* **Requirement**
Quote exactly, and only, the lines of the material below from the line with "methods: Vec<(u16, Arc<dyn" through the line with "sd.send_offer(&mut pool, &offer, destination, &mut".
»»
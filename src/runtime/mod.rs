//! # SOME/IP Runtime Module
//!
//! Wires the stack to its transports for one configured node.
//!
//! ## Key Types
//!
//! - [`SomeIpRuntime`] - owns the tx pool, local services, diagnostics and SD state
//! - [`dispatcher::dispatch`] - header classification of inbound messages
//! - [`process::process_unicast`] - rx path from datagram to response
//!
//! ## Lifecycle
//!
//! 1. Load configuration: `SomeIpRuntime::load("config.json", "my_instance")`
//! 2. Register services: `runtime.offer_service("alias", methods)`
//! 3. Start runtime: `runtime.run()`
//! 4. Stop gracefully: `runtime.stop()`
//!
//! Every table sits behind its own mutex. Locks are always taken in the order
//! offers, services, sd, pool, diagnostics.

pub mod config;
pub mod dispatcher;
pub mod process;

use crate::codec::SessionHandling;
use crate::diagnostics::{DiagnosticSink, ErrorKind, ErrorReport, ErrorReportBuffer};
use crate::message::TxPool;
use crate::sd::{DiscoveryError, RemoteService, ServiceDiscovery, ServiceOffer};
use crate::service::{LocalServiceRegistry, MethodHandler, RegistryError};
use crate::transport::{SomeIpTransport, UdpTransport};
use config::{InstanceConfig, SystemConfig};
use log::{debug, error, info, warn};
use process::{RxContext, process_unicast};
use std::io;
use std::net::{SocketAddr, SocketAddrV4};
use std::path::Path;
use std::sync::atomic::{AtomicBool, Ordering};
use std::sync::{Arc, Mutex, MutexGuard};
use std::thread;
use std::time::{Duration, Instant};
use thiserror::Error;

#[derive(Debug, Error)]
pub enum RuntimeError {
    #[error("io: {0}")]
    Io(#[from] io::Error),
    #[error("invalid config: {0}")]
    Config(#[from] serde_json::Error),
    #[error("instance '{0}' not found in config")]
    UnknownInstance(String),
    #[error("service '{0}' not found in config")]
    UnknownService(String),
    #[error(transparent)]
    Registry(#[from] RegistryError),
    #[error(transparent)]
    Discovery(#[from] DiscoveryError),
    #[error("service discovery is disabled")]
    SdDisabled,
    #[error("runtime state poisoned by a panicking thread")]
    Poisoned,
}

fn lock<T>(mutex: &Mutex<T>) -> Result<MutexGuard<'_, T>, RuntimeError> {
    mutex.lock().map_err(|_| RuntimeError::Poisoned)
}

const RX_BUFFER_SIZE: usize = 1500;

pub struct SomeIpRuntime {
    config: InstanceConfig,
    transport: Box<dyn SomeIpTransport>,
    offers: Mutex<Vec<(String, ServiceOffer)>>,
    services: Mutex<LocalServiceRegistry>,
    sd: Option<Mutex<ServiceDiscovery>>,
    pool: Mutex<TxPool>,
    diagnostics: Mutex<ErrorReportBuffer>,
    running: AtomicBool,
}

impl SomeIpRuntime {
    /// Reads `config_path` and binds the sockets of `instance_name`.
    pub fn load(config_path: impl AsRef<Path>, instance_name: &str) -> Result<Arc<Self>, RuntimeError> {
        let system = SystemConfig::load(config_path)?;
        let config = system.instance(instance_name)?.clone();
        info!(target: "someip::runtime", "initializing '{}' on {}", instance_name, config.ip);
        Ok(Arc::new(Self::bind(config)?))
    }

    /// Binds a non-blocking unicast socket on `ip:unicast_port` and, if SD is enabled, the SD
    /// multicast socket.
    pub fn bind(config: InstanceConfig) -> Result<Self, RuntimeError> {
        let transport = UdpTransport::new(SocketAddrV4::new(config.ip, config.stack.unicast_port))?;
        transport.set_nonblocking(true)?;

        let sd_transport: Option<Box<dyn SomeIpTransport>> = if config.sd.enabled {
            let port = if config.sd.port == 0 { crate::sd::SD_DEFAULT_PORT } else { config.sd.port };
            let sd = UdpTransport::new_multicast(config.sd.multicast_ip, config.ip, port)?;
            sd.set_nonblocking(true)?;
            Some(Box::new(sd))
        } else {
            None
        };

        Self::new(config, Box::new(transport), sd_transport)
    }

    /// Builds the runtime on caller-supplied transports.
    pub fn new(
        config: InstanceConfig,
        transport: Box<dyn SomeIpTransport>,
        sd_transport: Option<Box<dyn SomeIpTransport>>,
    ) -> Result<Self, RuntimeError> {
        let mut diagnostics = ErrorReportBuffer::default();
        let sd = match sd_transport {
            Some(sd_transport) if config.sd.enabled => Some(Mutex::new(ServiceDiscovery::new(
                sd_transport,
                config.ip,
                &config.sd,
                &mut diagnostics,
            )?)),
            _ => None,
        };

        Ok(SomeIpRuntime {
            transport,
            offers: Mutex::new(Vec::new()),
            services: Mutex::new(LocalServiceRegistry::new(
                config.stack.max_services,
                config.stack.max_methods,
            )),
            sd,
            pool: Mutex::new(TxPool::new(config.stack.tx_pool_size, config.stack.tx_block_size)),
            diagnostics: Mutex::new(diagnostics),
            running: AtomicBool::new(true),
            config,
        })
    }

    pub fn config(&self) -> &InstanceConfig {
        &self.config
    }

    fn handling(&self) -> SessionHandling {
        self.config.stack.session_handling.into()
    }

    fn sd(&self) -> Result<MutexGuard<'_, ServiceDiscovery>, RuntimeError> {
        lock(self.sd.as_ref().ok_or(RuntimeError::SdDisabled)?)
    }

    /// Registers the configured service `alias` with its method handlers and announces it.
    pub fn offer_service(
        &self,
        alias: &str,
        methods: Vec<(u16, Arc<dyn MethodHandler>)>,
    ) -> Result<ServiceOffer, RuntimeError> {
        let service = self
            .config
            .providing
            .get(alias)
            .ok_or_else(|| RuntimeError::UnknownService(alias.to_string()))?;
        let port = service.port.unwrap_or(self.config.stack.unicast_port);
        let offer = ServiceOffer {
            service_id: service.service_id,
            instance_id: service.instance_id,
            major_version: service.major_version,
            minor_version: service.minor_version,
            endpoint: SocketAddrV4::new(self.config.ip, port),
        };

        let mut offers = lock(&self.offers)?;
        {
            let mut services = lock(&self.services)?;
            services.add_service(offer.service_id, offer.instance_id, service.interface_version, port)?;
            for (method_id, handler) in methods {
                if let Err(e) = services.add_method(offer.service_id, method_id, handler) {
                    services.remove_service(offer.service_id, offer.instance_id, service.interface_version)?;
                    return Err(e.into());
                }
            }
        }
        offers.push((alias.to_string(), offer));
        info!(target: "someip::runtime", "offering '{}' (0x{:04x}) on {}", alias, offer.service_id, offer.endpoint);

        if self.sd.is_some() {
            let mut sd = self.sd()?;
            let destination = sd.multicast_destination();
            let mut pool = lock(&self.pool)?;
            let mut diag = lock(&self.diagnostics)?;
            sd.send_offer(&mut pool, &offer, destination, &mut *diag)?;
        }
        Ok(offer)
    }

    /// Withdraws `alias` locally and announces a StopOffer.
    pub fn stop_offer_service(&self, alias: &str) -> Result<(), RuntimeError> {
        let mut offers = lock(&self.offers)?;
        let index = offers
            .iter()
            .position(|(name, _)| name == alias)
            .ok_or_else(|| RuntimeError::UnknownService(alias.to_string()))?;
        let (_, offer) = offers.remove(index);

        let interface_version = self
            .config
            .providing
            .get(alias)
            .map_or(1, |s| s.interface_version);
        lock(&self.services)?.remove_service(offer.service_id, offer.instance_id, interface_version)?;

        if self.sd.is_some() {
            let mut sd = self.sd()?;
            let destination = sd.multicast_destination();
            let mut pool = lock(&self.pool)?;
            let mut diag = lock(&self.diagnostics)?;
            sd.send_stop_offer(&mut pool, &offer, destination, &mut *diag)?;
        }
        Ok(())
    }

    /// Multicasts a Find for the given service.
    pub fn find_service(&self, service_id: u16, instance_id: u16, major_version: u8) -> Result<(), RuntimeError> {
        let mut sd = self.sd()?;
        let destination = sd.multicast_destination();
        let mut pool = lock(&self.pool)?;
        let mut diag = lock(&self.diagnostics)?;
        sd.send_find(&mut pool, service_id, instance_id, major_version, destination, &mut *diag)?;
        Ok(())
    }

    pub fn lookup_remote(&self, service_id: u16, instance_id: u16, major_version: u8) -> Option<RemoteService> {
        self.sd()
            .ok()
            .and_then(|sd| sd.lookup(service_id, instance_id, major_version).copied())
    }

    pub fn diagnostics(&self) -> Vec<ErrorReport> {
        lock(&self.diagnostics)
            .map(|diag| diag.reports().to_vec())
            .unwrap_or_default()
    }

    /// Handles every datagram queued on both sockets and returns how many were processed.
    pub fn poll(&self) -> Result<usize, RuntimeError> {
        let mut buf = [0u8; RX_BUFFER_SIZE];
        let mut processed = 0;

        loop {
            match self.transport.receive(&mut buf) {
                Ok((len, source)) => {
                    self.handle_unicast(&buf[..len], source)?;
                    processed += 1;
                }
                Err(e) if e.kind() == io::ErrorKind::WouldBlock => break,
                Err(e) => {
                    self.report_rx_error(&e)?;
                    break;
                }
            }
        }

        if self.sd.is_none() {
            return Ok(processed);
        }
        loop {
            let received = self.sd()?.transport().receive(&mut buf);
            match received {
                Ok((len, source)) => {
                    self.handle_sd(&buf[..len], source)?;
                    processed += 1;
                }
                Err(e) if e.kind() == io::ErrorKind::WouldBlock => break,
                Err(e) => {
                    self.report_rx_error(&e)?;
                    break;
                }
            }
        }
        Ok(processed)
    }

    fn report_rx_error(&self, e: &io::Error) -> Result<(), RuntimeError> {
        error!(target: "someip::rx", "receive failed: {}", e);
        lock(&self.diagnostics)?.report(ErrorKind::UdpRxError, [0; 6]);
        Ok(())
    }

    fn handle_unicast(&self, data: &[u8], source: SocketAddr) -> Result<(), RuntimeError> {
        let services = lock(&self.services)?;
        let mut pool = lock(&self.pool)?;
        let mut diag = lock(&self.diagnostics)?;
        let mut ctx = RxContext {
            registry: &services,
            pool: &mut pool,
            transport: self.transport.as_ref(),
            diag: &mut *diag,
            handling: self.handling(),
        };

        match process_unicast(&mut ctx, data, source) {
            Ok(outcome) => debug!(target: "someip::rx", "{} -> {:?}", source, outcome.return_code),
            Err(e) => warn!(target: "someip::rx", "datagram from {} not served: {}", source, e),
        }
        Ok(())
    }

    fn handle_sd(&self, data: &[u8], source: SocketAddr) -> Result<(), RuntimeError> {
        let offers = lock(&self.offers)?;
        let mut sd = self.sd()?;
        let mut pool = lock(&self.pool)?;
        let mut diag = lock(&self.diagnostics)?;

        let finds = match sd.process_multicast(data, source, &mut *diag) {
            Ok(finds) => finds,
            Err(e) => {
                debug!(target: "someip::sd", "sd datagram from {} ignored: {}", source, e);
                return Ok(());
            }
        };

        let SocketAddr::V4(peer) = source else {
            return Ok(());
        };
        if finds > 0 {
            let answered = sd.answer_finds(&mut pool, offers.iter().map(|(_, offer)| offer), peer, &mut *diag);
            debug!(target: "someip::sd", "{} find entries from {}, {} offers sent", finds, peer, answered);
        }
        Ok(())
    }

    /// Ages the remote service cache and re-announces every local offer.
    pub fn tick(&self, elapsed: u32) -> Result<(), RuntimeError> {
        if self.sd.is_none() {
            return Ok(());
        }
        let offers = lock(&self.offers)?;
        let mut sd = self.sd()?;
        sd.tick(elapsed);

        let destination = sd.multicast_destination();
        let mut pool = lock(&self.pool)?;
        let mut diag = lock(&self.diagnostics)?;
        for (alias, offer) in offers.iter() {
            if let Err(e) = sd.send_offer(&mut pool, offer, destination, &mut *diag) {
                warn!(target: "someip::sd", "cyclic offer of '{}' failed: {}", alias, e);
            }
        }
        Ok(())
    }

    /// Polls both sockets until [`stop`](Self::stop), ticking SD once per configured interval.
    pub fn run(&self) -> Result<(), RuntimeError> {
        info!(target: "someip::runtime", "event loop started");
        let interval = Duration::from_millis(self.config.sd.tick_interval_ms.max(1));
        let mut last_tick = Instant::now();
        let mut carry = Duration::ZERO;

        while self.running.load(Ordering::Relaxed) {
            if self.poll()? == 0 {
                thread::sleep(Duration::from_millis(1));
            }

            let now = Instant::now();
            if now.duration_since(last_tick) >= interval {
                carry += now.duration_since(last_tick);
                last_tick = now;
                let seconds = carry.as_secs();
                carry -= Duration::from_secs(seconds);
                self.tick(u32::try_from(seconds).unwrap_or(u32::MAX))?;
            }
        }
        info!(target: "someip::runtime", "event loop stopped");
        Ok(())
    }

    pub fn stop(&self) {
        self.running.store(false, Ordering::SeqCst);
    }

    pub fn is_running(&self) -> bool {
        self.running.load(Ordering::Relaxed)
    }
}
««
* **Result of the task**
        methods: Vec<(u16, Arc<dyn MethodHandler>)>,
    ) -> Result<ServiceOffer, RuntimeError> {
        let service = self
            .config
            .providing
            .get(alias)
            .ok_or_else(|| RuntimeError::UnknownService(alias.to_string()))?;
        let port = service.port.unwrap_or(self.config.stack.unicast_port);
        let offer = ServiceOffer {
            service_id: service.service_id,
            instance_id: service.instance_id,
            major_version: service.major_version,
            minor_version: service.minor_version,
            endpoint: SocketAddrV4::new(self.config.ip, port),
        };

        let mut offers = lock(&self.offers)?;
        {
            let mut services = lock(&self.services)?;
            services.add_service(offer.service_id, offer.instance_id, service.interface_version, port)?;
            for (method_id, handler) in methods {
                if let Err(e) = services.add_method(offer.service_id, method_id, handler) {
                    services.remove_service(offer.service_id, offer.instance_id, service.interface_version)?;
                    return Err(e.into());
                }
            }
        }
        offers.push((alias.to_string(), offer));
        info!(target: "someip::runtime", "offering '{}' (0x{:04x}) on {}", alias, offer.service_id, offer.endpoint);

        if self.sd.is_some() {
            let mut sd = self.sd()?;
            let destination = sd.multicast_destination();
            let mut pool = lock(&self.pool)?;
            let mut diag = lock(&self.diagnostics)?;
            sd.send_offer(&mut pool, &offer, destination, &mut *diag)?;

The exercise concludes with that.